[THE PROBLEM]
Search the records below for the string "DateTime" and copy each line where it turns up.

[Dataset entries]
------

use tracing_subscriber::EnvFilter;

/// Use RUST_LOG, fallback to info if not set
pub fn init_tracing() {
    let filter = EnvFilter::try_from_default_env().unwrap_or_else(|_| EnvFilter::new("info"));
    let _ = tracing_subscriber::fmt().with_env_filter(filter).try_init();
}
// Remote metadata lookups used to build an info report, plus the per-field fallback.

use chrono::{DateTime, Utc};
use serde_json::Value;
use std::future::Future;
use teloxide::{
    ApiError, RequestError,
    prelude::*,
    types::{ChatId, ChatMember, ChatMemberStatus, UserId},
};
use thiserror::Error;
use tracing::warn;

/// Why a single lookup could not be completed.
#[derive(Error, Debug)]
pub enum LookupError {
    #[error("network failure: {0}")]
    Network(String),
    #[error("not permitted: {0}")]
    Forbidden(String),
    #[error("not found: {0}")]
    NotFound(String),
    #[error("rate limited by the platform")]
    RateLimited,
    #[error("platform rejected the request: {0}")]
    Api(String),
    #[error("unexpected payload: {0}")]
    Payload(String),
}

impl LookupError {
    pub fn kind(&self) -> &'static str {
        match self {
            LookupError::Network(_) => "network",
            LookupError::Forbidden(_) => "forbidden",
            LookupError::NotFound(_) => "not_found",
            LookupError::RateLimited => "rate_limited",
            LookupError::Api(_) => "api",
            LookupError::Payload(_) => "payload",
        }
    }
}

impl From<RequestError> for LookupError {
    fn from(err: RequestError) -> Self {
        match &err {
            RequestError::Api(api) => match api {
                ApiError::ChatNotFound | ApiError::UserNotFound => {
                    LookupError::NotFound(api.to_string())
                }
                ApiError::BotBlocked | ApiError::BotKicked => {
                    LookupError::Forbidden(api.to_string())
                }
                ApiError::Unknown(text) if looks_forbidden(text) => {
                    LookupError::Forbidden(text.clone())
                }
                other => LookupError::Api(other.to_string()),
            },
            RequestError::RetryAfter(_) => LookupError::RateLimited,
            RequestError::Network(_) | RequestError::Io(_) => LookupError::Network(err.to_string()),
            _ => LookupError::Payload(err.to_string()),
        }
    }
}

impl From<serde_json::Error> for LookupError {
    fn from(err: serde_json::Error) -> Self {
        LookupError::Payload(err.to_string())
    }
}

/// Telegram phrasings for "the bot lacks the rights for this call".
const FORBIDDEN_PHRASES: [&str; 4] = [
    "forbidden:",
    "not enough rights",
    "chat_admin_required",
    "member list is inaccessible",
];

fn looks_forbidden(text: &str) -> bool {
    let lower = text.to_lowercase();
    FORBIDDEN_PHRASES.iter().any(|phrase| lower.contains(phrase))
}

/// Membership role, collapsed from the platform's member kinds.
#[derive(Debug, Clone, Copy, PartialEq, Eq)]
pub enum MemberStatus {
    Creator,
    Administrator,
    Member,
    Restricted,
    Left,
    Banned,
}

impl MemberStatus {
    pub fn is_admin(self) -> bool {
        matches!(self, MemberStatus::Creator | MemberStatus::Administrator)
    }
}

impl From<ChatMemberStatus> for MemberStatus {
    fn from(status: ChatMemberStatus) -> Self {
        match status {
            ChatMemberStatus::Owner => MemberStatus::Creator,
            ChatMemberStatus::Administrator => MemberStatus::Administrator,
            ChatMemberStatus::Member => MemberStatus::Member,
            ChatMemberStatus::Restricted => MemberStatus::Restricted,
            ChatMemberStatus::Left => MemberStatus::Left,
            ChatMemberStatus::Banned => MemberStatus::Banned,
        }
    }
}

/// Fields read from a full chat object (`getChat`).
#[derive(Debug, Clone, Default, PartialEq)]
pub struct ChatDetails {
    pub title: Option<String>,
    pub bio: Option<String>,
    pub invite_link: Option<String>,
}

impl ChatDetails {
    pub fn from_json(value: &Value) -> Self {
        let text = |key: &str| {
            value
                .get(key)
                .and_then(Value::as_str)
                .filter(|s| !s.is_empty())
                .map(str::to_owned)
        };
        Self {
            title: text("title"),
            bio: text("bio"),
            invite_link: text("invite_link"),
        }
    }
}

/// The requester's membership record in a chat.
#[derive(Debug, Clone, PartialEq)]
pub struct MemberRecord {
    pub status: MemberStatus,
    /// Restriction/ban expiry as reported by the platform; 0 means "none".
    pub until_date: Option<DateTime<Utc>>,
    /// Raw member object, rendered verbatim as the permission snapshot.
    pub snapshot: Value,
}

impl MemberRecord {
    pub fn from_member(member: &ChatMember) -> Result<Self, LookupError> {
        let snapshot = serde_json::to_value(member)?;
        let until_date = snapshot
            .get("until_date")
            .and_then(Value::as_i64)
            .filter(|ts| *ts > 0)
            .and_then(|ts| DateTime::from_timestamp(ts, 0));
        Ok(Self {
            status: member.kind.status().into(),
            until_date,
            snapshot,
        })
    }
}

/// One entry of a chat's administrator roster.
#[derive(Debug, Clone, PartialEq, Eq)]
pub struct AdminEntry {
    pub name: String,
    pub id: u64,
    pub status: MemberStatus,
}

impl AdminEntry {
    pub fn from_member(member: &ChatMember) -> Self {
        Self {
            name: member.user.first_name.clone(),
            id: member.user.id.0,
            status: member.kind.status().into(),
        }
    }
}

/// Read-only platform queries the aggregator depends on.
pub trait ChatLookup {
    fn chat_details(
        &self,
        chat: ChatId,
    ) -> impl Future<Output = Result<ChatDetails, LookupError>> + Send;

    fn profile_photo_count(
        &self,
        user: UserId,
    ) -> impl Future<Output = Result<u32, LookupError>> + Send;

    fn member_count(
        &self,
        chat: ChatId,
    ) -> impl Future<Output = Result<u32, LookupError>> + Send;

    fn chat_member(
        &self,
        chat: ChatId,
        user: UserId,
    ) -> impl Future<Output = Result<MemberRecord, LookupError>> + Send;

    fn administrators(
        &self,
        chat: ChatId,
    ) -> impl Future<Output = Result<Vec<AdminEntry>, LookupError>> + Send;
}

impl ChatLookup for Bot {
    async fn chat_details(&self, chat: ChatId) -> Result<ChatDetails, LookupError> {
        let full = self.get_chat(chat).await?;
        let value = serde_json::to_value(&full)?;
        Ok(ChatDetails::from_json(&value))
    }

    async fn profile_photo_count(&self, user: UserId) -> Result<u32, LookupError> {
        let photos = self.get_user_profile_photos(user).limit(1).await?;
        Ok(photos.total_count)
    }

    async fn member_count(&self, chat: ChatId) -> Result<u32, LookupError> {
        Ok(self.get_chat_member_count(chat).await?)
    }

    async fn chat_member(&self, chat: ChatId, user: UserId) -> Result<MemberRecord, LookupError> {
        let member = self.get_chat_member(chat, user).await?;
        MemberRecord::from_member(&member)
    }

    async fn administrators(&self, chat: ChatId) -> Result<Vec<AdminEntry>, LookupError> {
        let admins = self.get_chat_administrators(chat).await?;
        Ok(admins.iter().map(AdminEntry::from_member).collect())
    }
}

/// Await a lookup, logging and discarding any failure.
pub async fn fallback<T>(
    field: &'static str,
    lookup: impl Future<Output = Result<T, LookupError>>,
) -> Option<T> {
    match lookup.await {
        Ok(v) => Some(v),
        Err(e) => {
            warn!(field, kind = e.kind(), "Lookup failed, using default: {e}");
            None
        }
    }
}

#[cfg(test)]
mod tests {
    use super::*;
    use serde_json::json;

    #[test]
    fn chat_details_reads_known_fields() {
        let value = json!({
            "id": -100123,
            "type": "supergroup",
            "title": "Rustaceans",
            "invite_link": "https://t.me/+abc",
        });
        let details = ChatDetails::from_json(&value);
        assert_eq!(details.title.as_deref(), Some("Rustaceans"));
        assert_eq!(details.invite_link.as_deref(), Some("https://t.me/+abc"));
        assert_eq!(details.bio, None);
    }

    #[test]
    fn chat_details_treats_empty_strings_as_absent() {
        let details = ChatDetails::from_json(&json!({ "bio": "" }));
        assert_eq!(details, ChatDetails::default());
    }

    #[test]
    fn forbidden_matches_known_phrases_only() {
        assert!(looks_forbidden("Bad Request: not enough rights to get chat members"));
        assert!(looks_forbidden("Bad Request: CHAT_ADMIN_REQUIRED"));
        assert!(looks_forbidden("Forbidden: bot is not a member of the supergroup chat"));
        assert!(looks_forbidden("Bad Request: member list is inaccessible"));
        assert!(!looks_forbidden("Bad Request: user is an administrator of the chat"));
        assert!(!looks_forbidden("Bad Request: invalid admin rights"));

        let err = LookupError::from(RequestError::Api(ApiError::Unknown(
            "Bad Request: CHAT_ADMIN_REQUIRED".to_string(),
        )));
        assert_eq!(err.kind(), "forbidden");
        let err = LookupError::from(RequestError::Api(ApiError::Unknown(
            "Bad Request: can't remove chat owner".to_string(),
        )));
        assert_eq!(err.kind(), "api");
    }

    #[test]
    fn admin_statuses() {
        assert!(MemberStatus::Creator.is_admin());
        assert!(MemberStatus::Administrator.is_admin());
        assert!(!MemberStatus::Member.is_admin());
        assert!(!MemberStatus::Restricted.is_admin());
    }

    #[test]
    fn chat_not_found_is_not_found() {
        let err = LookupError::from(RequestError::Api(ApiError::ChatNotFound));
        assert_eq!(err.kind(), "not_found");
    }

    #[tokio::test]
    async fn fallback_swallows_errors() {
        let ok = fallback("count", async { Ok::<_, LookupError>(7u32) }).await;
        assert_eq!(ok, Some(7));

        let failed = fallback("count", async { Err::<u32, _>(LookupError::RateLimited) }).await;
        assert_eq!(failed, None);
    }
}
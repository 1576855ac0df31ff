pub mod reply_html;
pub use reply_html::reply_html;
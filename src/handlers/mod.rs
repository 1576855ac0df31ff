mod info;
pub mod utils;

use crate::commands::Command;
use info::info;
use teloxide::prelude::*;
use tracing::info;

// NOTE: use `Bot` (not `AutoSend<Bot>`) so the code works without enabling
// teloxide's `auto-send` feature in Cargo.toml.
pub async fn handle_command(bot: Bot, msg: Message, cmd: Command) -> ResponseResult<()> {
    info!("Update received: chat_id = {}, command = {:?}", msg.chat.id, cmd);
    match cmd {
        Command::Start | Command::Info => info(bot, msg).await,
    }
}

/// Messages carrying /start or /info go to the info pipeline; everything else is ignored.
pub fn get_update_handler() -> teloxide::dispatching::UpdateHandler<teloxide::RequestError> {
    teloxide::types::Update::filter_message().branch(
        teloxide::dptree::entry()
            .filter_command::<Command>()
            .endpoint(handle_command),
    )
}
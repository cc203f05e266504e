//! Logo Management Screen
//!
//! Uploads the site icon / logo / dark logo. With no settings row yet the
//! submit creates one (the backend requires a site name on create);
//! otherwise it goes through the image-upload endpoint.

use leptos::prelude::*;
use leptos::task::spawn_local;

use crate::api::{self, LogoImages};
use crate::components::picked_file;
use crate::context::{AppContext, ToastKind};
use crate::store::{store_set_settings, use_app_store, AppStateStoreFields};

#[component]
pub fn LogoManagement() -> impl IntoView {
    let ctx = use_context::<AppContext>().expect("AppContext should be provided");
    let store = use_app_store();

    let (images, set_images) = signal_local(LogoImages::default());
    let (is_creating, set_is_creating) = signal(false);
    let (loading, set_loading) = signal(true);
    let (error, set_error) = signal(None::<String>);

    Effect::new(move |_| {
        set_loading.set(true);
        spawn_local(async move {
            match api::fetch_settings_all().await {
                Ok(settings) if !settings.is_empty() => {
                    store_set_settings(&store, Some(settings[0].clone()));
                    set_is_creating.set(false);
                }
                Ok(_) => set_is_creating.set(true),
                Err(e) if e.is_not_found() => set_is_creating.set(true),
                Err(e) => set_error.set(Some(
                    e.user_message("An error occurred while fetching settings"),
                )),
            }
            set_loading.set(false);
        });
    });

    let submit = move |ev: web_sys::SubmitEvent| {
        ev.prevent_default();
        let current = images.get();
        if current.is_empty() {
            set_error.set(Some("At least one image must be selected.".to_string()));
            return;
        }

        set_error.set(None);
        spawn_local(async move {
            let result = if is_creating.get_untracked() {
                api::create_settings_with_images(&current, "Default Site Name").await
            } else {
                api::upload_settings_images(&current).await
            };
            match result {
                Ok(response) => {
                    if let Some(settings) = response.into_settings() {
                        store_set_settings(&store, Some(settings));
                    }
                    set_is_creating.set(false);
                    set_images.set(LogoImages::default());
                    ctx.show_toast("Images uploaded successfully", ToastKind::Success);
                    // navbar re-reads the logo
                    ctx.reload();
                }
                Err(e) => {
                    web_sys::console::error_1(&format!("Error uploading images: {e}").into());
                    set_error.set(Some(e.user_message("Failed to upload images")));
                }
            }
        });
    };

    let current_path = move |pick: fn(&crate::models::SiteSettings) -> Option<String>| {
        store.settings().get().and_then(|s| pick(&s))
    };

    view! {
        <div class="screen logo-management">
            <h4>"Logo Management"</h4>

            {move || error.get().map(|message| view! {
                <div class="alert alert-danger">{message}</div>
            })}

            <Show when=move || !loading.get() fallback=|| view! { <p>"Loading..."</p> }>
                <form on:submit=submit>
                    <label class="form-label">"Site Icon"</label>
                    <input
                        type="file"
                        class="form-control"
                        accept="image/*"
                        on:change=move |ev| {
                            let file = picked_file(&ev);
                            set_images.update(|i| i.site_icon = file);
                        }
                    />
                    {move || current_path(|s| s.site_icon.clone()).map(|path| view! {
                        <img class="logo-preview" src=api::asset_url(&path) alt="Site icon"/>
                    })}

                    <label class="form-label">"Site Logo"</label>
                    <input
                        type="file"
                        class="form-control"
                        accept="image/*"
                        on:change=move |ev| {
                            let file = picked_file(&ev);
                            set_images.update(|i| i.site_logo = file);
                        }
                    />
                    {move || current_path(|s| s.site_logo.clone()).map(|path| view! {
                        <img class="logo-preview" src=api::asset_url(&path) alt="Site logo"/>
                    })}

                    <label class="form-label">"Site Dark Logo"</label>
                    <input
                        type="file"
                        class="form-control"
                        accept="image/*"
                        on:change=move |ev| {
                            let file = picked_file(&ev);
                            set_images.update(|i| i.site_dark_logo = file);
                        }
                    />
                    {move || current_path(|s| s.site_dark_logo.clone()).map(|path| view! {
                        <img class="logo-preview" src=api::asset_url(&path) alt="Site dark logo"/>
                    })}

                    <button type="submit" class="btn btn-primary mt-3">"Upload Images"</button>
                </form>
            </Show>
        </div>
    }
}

------

[RESULT FOR THIS TASK]
use chrono::{DateTime, Utc};
    pub until_date: Option<DateTime<Utc>>,
            .and_then(|ts| DateTime::from_timestamp(ts, 0));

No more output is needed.